▸ **Problem requirements**
Pick the lines holding the string "matched" out of the records and copy them.

[Saved data entries]
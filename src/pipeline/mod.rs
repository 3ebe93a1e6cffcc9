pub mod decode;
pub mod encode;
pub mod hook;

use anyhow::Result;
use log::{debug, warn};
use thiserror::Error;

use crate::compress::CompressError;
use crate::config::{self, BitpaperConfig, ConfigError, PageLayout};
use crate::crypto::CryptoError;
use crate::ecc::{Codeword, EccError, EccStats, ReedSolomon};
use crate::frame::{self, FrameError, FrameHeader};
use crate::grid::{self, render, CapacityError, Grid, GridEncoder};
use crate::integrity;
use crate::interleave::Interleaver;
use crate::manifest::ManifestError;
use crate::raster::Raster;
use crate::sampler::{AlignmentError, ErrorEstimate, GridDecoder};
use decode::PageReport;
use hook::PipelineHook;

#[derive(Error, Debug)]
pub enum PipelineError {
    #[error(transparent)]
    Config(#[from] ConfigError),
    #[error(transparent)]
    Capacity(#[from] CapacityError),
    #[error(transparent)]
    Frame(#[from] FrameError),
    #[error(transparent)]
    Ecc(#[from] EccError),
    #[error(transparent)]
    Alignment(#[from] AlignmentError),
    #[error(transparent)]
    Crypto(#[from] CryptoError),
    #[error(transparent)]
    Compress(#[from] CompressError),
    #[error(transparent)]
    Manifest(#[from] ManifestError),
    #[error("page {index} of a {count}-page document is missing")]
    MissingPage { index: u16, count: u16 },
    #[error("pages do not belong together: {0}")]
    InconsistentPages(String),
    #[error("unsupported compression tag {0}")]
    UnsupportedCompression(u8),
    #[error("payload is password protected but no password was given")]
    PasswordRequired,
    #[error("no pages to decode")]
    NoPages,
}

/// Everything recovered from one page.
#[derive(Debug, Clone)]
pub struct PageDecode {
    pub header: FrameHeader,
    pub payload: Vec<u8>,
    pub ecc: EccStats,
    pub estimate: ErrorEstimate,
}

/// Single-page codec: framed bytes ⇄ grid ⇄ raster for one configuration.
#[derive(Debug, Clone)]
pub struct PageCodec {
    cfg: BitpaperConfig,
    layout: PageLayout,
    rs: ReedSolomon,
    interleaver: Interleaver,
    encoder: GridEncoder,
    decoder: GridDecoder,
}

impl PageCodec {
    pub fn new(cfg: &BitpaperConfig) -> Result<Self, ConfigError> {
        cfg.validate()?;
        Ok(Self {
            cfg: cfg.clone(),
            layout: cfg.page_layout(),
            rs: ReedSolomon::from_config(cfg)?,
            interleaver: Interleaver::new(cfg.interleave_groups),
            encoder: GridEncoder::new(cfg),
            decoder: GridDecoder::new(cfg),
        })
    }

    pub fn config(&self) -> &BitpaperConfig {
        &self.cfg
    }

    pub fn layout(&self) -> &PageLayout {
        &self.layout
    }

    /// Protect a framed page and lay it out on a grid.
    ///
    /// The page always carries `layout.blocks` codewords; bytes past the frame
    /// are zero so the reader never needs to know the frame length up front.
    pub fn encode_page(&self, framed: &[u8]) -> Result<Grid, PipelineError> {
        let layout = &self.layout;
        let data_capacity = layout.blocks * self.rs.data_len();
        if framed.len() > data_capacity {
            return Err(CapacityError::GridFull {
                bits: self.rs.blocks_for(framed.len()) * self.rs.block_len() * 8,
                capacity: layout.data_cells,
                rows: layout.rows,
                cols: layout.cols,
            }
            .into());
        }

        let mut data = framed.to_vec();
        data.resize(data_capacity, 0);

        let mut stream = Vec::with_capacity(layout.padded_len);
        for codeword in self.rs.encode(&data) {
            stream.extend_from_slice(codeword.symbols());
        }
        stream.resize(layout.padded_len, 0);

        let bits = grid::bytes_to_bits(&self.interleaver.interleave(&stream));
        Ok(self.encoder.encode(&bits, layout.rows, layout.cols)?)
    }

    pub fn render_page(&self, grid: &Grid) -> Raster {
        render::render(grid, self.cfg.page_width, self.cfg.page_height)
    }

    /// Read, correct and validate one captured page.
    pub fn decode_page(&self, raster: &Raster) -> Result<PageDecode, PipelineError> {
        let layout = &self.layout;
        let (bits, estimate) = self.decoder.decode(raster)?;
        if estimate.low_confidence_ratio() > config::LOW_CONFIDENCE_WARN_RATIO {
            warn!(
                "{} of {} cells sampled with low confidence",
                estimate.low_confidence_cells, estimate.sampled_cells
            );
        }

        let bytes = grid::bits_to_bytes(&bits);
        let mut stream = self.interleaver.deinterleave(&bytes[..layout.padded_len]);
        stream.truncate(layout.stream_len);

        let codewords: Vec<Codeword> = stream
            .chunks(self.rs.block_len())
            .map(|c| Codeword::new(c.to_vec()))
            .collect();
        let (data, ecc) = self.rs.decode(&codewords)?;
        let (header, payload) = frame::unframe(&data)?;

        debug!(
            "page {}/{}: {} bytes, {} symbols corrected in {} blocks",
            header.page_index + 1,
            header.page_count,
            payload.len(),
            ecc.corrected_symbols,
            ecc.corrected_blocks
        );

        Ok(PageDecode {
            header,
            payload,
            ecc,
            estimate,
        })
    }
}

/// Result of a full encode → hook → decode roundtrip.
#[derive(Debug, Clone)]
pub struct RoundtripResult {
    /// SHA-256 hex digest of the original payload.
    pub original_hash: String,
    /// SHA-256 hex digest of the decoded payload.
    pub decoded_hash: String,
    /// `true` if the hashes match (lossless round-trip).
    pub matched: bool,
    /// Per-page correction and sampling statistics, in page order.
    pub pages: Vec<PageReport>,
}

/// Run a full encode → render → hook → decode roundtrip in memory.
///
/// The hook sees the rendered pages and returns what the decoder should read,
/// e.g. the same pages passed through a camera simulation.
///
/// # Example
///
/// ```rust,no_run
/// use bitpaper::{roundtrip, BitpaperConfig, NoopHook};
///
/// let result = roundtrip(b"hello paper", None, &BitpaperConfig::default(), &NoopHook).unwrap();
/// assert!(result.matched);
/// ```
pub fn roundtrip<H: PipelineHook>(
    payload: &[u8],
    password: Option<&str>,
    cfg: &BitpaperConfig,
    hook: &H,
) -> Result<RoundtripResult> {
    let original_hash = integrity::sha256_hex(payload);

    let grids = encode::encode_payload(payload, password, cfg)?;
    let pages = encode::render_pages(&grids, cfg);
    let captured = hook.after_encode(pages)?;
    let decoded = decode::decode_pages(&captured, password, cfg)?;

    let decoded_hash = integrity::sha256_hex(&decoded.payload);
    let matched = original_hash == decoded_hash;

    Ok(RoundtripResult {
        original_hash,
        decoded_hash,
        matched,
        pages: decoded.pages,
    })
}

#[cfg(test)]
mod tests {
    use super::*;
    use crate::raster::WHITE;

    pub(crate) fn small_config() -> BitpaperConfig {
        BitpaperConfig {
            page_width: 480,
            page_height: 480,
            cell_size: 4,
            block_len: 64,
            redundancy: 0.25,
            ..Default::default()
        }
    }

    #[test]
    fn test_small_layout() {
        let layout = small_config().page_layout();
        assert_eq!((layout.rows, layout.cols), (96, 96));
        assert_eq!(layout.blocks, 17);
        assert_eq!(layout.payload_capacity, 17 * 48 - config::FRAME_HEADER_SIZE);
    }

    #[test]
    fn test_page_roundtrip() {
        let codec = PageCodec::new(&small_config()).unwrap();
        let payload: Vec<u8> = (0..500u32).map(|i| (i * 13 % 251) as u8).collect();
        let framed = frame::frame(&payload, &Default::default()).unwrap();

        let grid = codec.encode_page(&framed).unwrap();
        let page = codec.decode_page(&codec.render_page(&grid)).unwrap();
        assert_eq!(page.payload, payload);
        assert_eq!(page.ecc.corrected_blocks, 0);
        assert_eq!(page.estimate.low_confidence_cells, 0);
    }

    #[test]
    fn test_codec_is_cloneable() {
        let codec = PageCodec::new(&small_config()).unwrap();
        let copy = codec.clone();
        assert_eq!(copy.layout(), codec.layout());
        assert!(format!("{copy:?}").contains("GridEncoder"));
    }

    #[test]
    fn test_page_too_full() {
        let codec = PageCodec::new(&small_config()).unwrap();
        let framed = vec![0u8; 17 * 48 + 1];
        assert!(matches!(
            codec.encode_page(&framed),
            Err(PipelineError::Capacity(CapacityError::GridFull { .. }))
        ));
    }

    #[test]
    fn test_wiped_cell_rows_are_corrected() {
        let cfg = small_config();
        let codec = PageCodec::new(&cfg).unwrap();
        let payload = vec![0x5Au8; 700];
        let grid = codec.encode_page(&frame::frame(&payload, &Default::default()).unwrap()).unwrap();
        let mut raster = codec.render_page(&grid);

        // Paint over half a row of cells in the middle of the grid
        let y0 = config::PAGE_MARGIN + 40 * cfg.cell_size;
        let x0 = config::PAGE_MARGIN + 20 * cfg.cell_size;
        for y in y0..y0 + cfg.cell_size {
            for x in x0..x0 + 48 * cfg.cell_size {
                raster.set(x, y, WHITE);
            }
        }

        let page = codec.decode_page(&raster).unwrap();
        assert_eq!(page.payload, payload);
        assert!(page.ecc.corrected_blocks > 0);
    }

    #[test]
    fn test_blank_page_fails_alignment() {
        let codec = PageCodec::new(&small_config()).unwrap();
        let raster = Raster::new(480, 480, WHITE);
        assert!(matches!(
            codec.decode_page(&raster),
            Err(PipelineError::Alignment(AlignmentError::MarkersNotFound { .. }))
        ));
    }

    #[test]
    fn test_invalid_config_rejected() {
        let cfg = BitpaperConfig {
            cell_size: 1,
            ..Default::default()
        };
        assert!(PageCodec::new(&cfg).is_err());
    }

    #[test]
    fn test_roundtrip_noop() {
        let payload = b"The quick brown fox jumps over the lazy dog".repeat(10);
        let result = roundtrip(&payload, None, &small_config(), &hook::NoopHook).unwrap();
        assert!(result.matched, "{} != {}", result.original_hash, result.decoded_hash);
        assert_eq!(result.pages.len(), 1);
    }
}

▸ **Task answer**
    pub matched: bool,
/// assert!(result.matched);
    let matched = original_hash == decoded_hash;
        matched,
        assert!(result.matched, "{} != {}", result.original_hash, result.decoded_hash);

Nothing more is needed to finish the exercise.